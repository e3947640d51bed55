//! Monitored artists and how a run selects among them.
//!
//! Configuration is the source of truth for artists; nothing in the ledger
//! ever creates one.

use serde::{Deserialize, Serialize};

use crate::{Error, Result};

/// An artist to poll, as supplied by configuration.
#[derive(Debug, Clone, PartialEq, Eq, Serialize, Deserialize)]
pub struct Artist {
  /// External ID understood by the event source.
  pub id:   String,
  /// Display name used in digests and force-mode filtering.
  pub name: String,
}

impl Artist {
  pub fn new(id: impl Into<String>, name: impl Into<String>) -> Self {
    Self { id: id.into(), name: name.into() }
  }
}

/// Which configured artists a run covers.
#[derive(Debug, Clone, Default, PartialEq, Eq, Serialize, Deserialize)]
#[serde(tag = "kind", content = "ids", rename_all = "snake_case")]
pub enum ArtistSelection {
  #[default]
  All,
  /// An explicit subset, by external artist ID.
  Only(Vec<String>),
}

impl ArtistSelection {
  /// Resolve the selection against `configured`, producing an owned snapshot.
  ///
  /// The snapshot is what a run iterates over, so later configuration
  /// changes never reach an in-flight run. Order follows `configured`.
  pub fn resolve(&self, configured: &[Artist]) -> Result<Vec<Artist>> {
    let resolved: Vec<Artist> = match self {
      Self::All => configured.to_vec(),
      Self::Only(ids) => {
        if let Some(missing) =
          ids.iter().find(|id| !configured.iter().any(|a| &a.id == *id))
        {
          return Err(Error::UnknownArtist(missing.clone()));
        }
        configured
          .iter()
          .filter(|a| ids.contains(&a.id))
          .cloned()
          .collect()
      }
    };

    if resolved.is_empty() {
      return Err(Error::NoArtists);
    }
    Ok(resolved)
  }
}
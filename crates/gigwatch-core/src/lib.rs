//! Core types and trait definitions for gigwatch.
//!
//! This crate has no HTTP or database dependencies. It
//! describes the ledger (events, artist associations, notifications) and the
//! three collaborators a run talks to: the [`EventStore`], the
//! [`EventSource`] and the [`Transport`].

pub mod artist;
pub mod error;
pub mod event;
pub mod run;
pub mod source;
pub mod store;
pub mod transport;
pub mod window;

pub use artist::{Artist, ArtistSelection};
pub use error::{Error, Result};
pub use event::{Event, EventArtist, EventRecord, Notification, RawArtist, RawEvent};
pub use run::RunMode;
pub use source::EventSource;
pub use store::EventStore;
pub use transport::{Digest, Priority, Transport};
pub use window::{DateWindow, WindowPolicy};
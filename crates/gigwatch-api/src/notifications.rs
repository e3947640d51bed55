//! Handler for `GET /notifications`.

use axum::{
  Json,
  extract::{Query, State},
};
use gigwatch_core::{
  event::Notification,
  source::EventSource,
  store::EventStore,
  transport::Transport,
};
use serde::Deserialize;

use crate::{ApiState, error::ApiError};

const DEFAULT_LIMIT: usize = 50;

#[derive(Debug, Deserialize, Default)]
pub struct RecentParams {
  pub limit: Option<usize>,
}

/// `GET /notifications[?limit=...]`, newest first.
pub async fn recent<S, F, T>(
  State(state): State<ApiState<S, F, T>>,
  Query(params): Query<RecentParams>,
) -> Result<Json<Vec<Notification>>, ApiError>
where
  S: EventStore,
  F: EventSource,
  T: Transport,
{
  let notifications = state
    .monitor
    .store()
    .recent_notifications(params.limit.unwrap_or(DEFAULT_LIMIT))
    .await
    .map_err(ApiError::store)?;
  Ok(Json(notifications))
}
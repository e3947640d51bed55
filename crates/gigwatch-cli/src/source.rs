//! [`HttpSource`] — the JSON event listing behind `gigwatch`.
//!
//! `GET {base_url}/artists/{id}/events?start_date=&end_date=&page=&per_page=`
//! answers `{ "events": [...] }`. An empty `events` array ends pagination;
//! every non-2xx answer is an error.

use std::time::Duration;

use anyhow::{Context as _, bail};
use gigwatch_core::{event::RawEvent, source::EventSource, window::DateWindow};
use reqwest::{Client, StatusCode, Url};
use serde::Deserialize;
use thiserror::Error;

use crate::config::SourceSettings;

#[derive(Debug, Error)]
pub enum SourceError {
  #[error("request failed: {0}")]
  Http(#[from] reqwest::Error),

  #[error("source answered {status} for artist {artist_id} page {page}")]
  Status {
    status:    StatusCode,
    artist_id: String,
    page:      u32,
  },
}

#[derive(Deserialize)]
struct EventPage {
  #[serde(default)]
  events: Vec<RawEvent>,
}

/// Async HTTP client for the event listing.
///
/// Cheap to clone; the inner [`reqwest::Client`] is `Arc`-based.
#[derive(Clone)]
pub struct HttpSource {
  client:   Client,
  base_url: Url,
  api_key:  Option<String>,
  per_page: u32,
}

impl HttpSource {
  pub fn new(settings: &SourceSettings) -> anyhow::Result<Self> {
    let base_url = Url::parse(&settings.base_url)
      .with_context(|| format!("invalid source.base_url {:?}", settings.base_url))?;
    if base_url.cannot_be_a_base() {
      bail!("source.base_url {:?} cannot be used as a base URL", settings.base_url);
    }

    let client = Client::builder()
      .timeout(Duration::from_secs(30))
      .build()
      .context("failed to build HTTP client")?;

    Ok(Self {
      client,
      base_url,
      api_key: settings.api_key.clone(),
      per_page: settings.per_page,
    })
  }

  fn events_url(&self, artist_id: &str) -> Url {
    let mut url = self.base_url.clone();
    // `new` rejects cannot-be-a-base URLs, so segments are always editable.
    if let Ok(mut segments) = url.path_segments_mut() {
      segments.pop_if_empty().extend(["artists", artist_id, "events"]);
    }
    url
  }
}

impl EventSource for HttpSource {
  type Error = SourceError;

  async fn fetch_page(
    &self,
    artist_id: &str,
    window: DateWindow,
    page: u32,
  ) -> Result<Vec<RawEvent>, SourceError> {
    let mut request = self.client.get(self.events_url(artist_id)).query(&[
      ("start_date", window.start.to_string()),
      ("end_date", window.end.to_string()),
      ("page", page.to_string()),
      ("per_page", self.per_page.to_string()),
    ]);
    if let Some(key) = &self.api_key {
      request = request.bearer_auth(key);
    }

    let response = request.send().await?;
    if !response.status().is_success() {
      return Err(SourceError::Status {
        status: response.status(),
        artist_id: artist_id.to_owned(),
        page,
      });
    }

    let body: EventPage = response.json().await?;
    tracing::debug!(artist = artist_id, page, events = body.events.len(), "source page");
    Ok(body.events)
  }
}
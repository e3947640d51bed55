//! Run modes.

use serde::{Deserialize, Serialize};

/// How a run decides which events are notifiable.
#[derive(Debug, Clone, Copy, PartialEq, Eq, Default, Serialize, Deserialize)]
#[serde(rename_all = "lowercase")]
pub enum RunMode {
  /// Only events with no notification history.
  #[default]
  Normal,
  /// Every event currently in the window, regardless of history.
  Force,
}

impl RunMode {
  /// Message recorded on every notification row written by a run in this
  /// mode.
  pub fn reason(self) -> &'static str {
    match self {
      Self::Normal => "batch notification",
      Self::Force => "manual notification",
    }
  }
}
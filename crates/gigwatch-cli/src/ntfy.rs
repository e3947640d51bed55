//! [`NtfyTransport`] — delivers digests to an ntfy topic.
//!
//! Title, priority, tags and click link travel as query parameters so that
//! non-ASCII text (venue names, locations) never has to fit in a header.

use std::time::Duration;

use anyhow::Context as _;
use gigwatch_core::transport::{Digest, Transport};
use reqwest::{Client, StatusCode, Url};
use thiserror::Error;

use crate::config::NtfySettings;

#[derive(Debug, Error)]
pub enum NtfyError {
  #[error("request failed: {0}")]
  Http(#[from] reqwest::Error),

  #[error("ntfy answered {0}")]
  Status(StatusCode),
}

#[derive(Clone)]
pub struct NtfyTransport {
  client:   Client,
  endpoint: Url,
  token:    Option<String>,
}

impl NtfyTransport {
  pub fn new(settings: &NtfySettings) -> anyhow::Result<Self> {
    let endpoint = format!("{}/{}", settings.server.trim_end_matches('/'), settings.topic);
    let endpoint = Url::parse(&endpoint)
      .with_context(|| format!("invalid ntfy endpoint {endpoint:?}"))?;

    let client = Client::builder()
      .timeout(Duration::from_secs(15))
      .build()
      .context("failed to build HTTP client")?;

    Ok(Self { client, endpoint, token: settings.token.clone() })
  }
}

impl Transport for NtfyTransport {
  type Error = NtfyError;

  async fn send(&self, digest: &Digest) -> Result<(), NtfyError> {
    let mut params = vec![
      ("title", digest.title.clone()),
      ("priority", digest.priority.get().to_string()),
      ("tags", "tickets".to_owned()),
    ];
    if let Some(click) = &digest.click {
      params.push(("click", click.clone()));
    }

    let mut request = self
      .client
      .post(self.endpoint.clone())
      .query(&params)
      .body(digest.body.clone());
    if let Some(token) = &self.token {
      request = request.bearer_auth(token);
    }

    let response = request.send().await?;
    if !response.status().is_success() {
      return Err(NtfyError::Status(response.status()));
    }
    Ok(())
  }
}
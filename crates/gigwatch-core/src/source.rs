//! Paginated event listings.

use std::future::Future;

use crate::{event::RawEvent, window::DateWindow};

/// A paginated listing of events per artist.
///
/// Pages are numbered from 1. An empty page means there are no more events;
/// any failure must surface as `Err`, never as an empty page, so a run can
/// tell "done" apart from "broken".
pub trait EventSource: Send + Sync {
  type Error: std::error::Error + Send + Sync + 'static;

  fn fetch_page<'a>(
    &'a self,
    artist_id: &'a str,
    window: DateWindow,
    page: u32,
  ) -> impl Future<Output = Result<Vec<RawEvent>, Self::Error>> + Send + 'a;
}
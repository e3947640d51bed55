//! Encoding and decoding helpers between Rust domain types and the plain-text
//! representations stored in SQLite columns.
//!
//! Timestamps are stored as RFC 3339 strings. Canonical event dates are
//! stored as day numbers (day 1 = 0001-01-01) so that SQL comparisons stay
//! chronological over the whole range chrono can represent.

use chrono::{DateTime, Datelike as _, NaiveDate, Utc};
use gigwatch_core::event::{Event, EventArtist, EventRecord, Notification};

use crate::{Error, Result};

/// Columns selected for every event read, in [`RawEventRow::from_row`] order.
pub const EVENT_COLUMNS: &str = "e.id, e.title, e.event_date, e.starts_at, e.ends_at,
   e.venue_name, e.venue_id, e.url, e.attendance,
   e.ticketed, e.queue_enabled, e.new_listing,
   e.created_at, e.updated_at";

// ─── DateTime<Utc> ───────────────────────────────────────────────────────────

pub fn encode_dt(dt: DateTime<Utc>) -> String { dt.to_rfc3339() }

pub fn decode_dt(s: &str) -> Result<DateTime<Utc>> {
  DateTime::parse_from_rfc3339(s)
    .map(|dt| dt.with_timezone(&Utc))
    .map_err(|e| Error::DateParse(e.to_string()))
}

// ─── NaiveDate ───────────────────────────────────────────────────────────────

pub fn encode_date(d: NaiveDate) -> i64 { i64::from(d.num_days_from_ce()) }

pub fn decode_date(days: i64) -> Result<NaiveDate> {
  i32::try_from(days)
    .ok()
    .and_then(NaiveDate::from_num_days_from_ce_opt)
    .ok_or_else(|| Error::DateParse(format!("day number {days} is out of range")))
}

// ─── Row types ───────────────────────────────────────────────────────────────

/// Raw values read directly from an `events` row.
pub struct RawEventRow {
  pub id:            String,
  pub title:         String,
  pub event_date:    i64,
  pub starts_at:     String,
  pub ends_at:       Option<String>,
  pub venue_name:    Option<String>,
  pub venue_id:      Option<String>,
  pub url:           Option<String>,
  pub attendance:    i64,
  pub ticketed:      bool,
  pub queue_enabled: bool,
  pub new_listing:   bool,
  pub created_at:    String,
  pub updated_at:    String,
}

impl RawEventRow {
  pub fn from_row(row: &rusqlite::Row<'_>) -> rusqlite::Result<Self> {
    Ok(Self {
      id:            row.get(0)?,
      title:         row.get(1)?,
      event_date:    row.get(2)?,
      starts_at:     row.get(3)?,
      ends_at:       row.get(4)?,
      venue_name:    row.get(5)?,
      venue_id:      row.get(6)?,
      url:           row.get(7)?,
      attendance:    row.get(8)?,
      ticketed:      row.get(9)?,
      queue_enabled: row.get(10)?,
      new_listing:   row.get(11)?,
      created_at:    row.get(12)?,
      updated_at:    row.get(13)?,
    })
  }

  pub fn into_event(self) -> Result<Event> {
    Ok(Event {
      date:          decode_date(self.event_date)?,
      starts_at:     decode_dt(&self.starts_at)?,
      ends_at:       self.ends_at.as_deref().map(decode_dt).transpose()?,
      // The CHECK constraint keeps this non-negative.
      attendance:    u32::try_from(self.attendance).unwrap_or(u32::MAX),
      created_at:    decode_dt(&self.created_at)?,
      updated_at:    decode_dt(&self.updated_at)?,
      id:            self.id,
      title:         self.title,
      venue_name:    self.venue_name,
      venue_id:      self.venue_id,
      url:           self.url,
      ticketed:      self.ticketed,
      queue_enabled: self.queue_enabled,
      new_listing:   self.new_listing,
    })
  }
}

/// An event row together with its artist rows, still undecoded.
pub struct RawRecord {
  pub event:   RawEventRow,
  pub artists: Vec<EventArtist>,
}

impl RawRecord {
  pub fn into_record(self) -> Result<EventRecord> {
    Ok(EventRecord { event: self.event.into_event()?, artists: self.artists })
  }
}

/// Raw values read directly from a `notifications` row.
pub struct RawNotification {
  pub id:       i64,
  pub event_id: String,
  pub sent_at:  String,
  pub message:  String,
}

impl RawNotification {
  pub fn from_row(row: &rusqlite::Row<'_>) -> rusqlite::Result<Self> {
    Ok(Self {
      id:       row.get(0)?,
      event_id: row.get(1)?,
      sent_at:  row.get(2)?,
      message:  row.get(3)?,
    })
  }

  pub fn into_notification(self) -> Result<Notification> {
    Ok(Notification {
      id:       self.id,
      event_id: self.event_id,
      sent_at:  decode_dt(&self.sent_at)?,
      message:  self.message,
    })
  }
}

= = =

# [Problem details]
Check each line of the entries for "EventPage" and copy those that have it.

# [Output of the exercise]
struct EventPage {
    let body: EventPage = response.json().await?;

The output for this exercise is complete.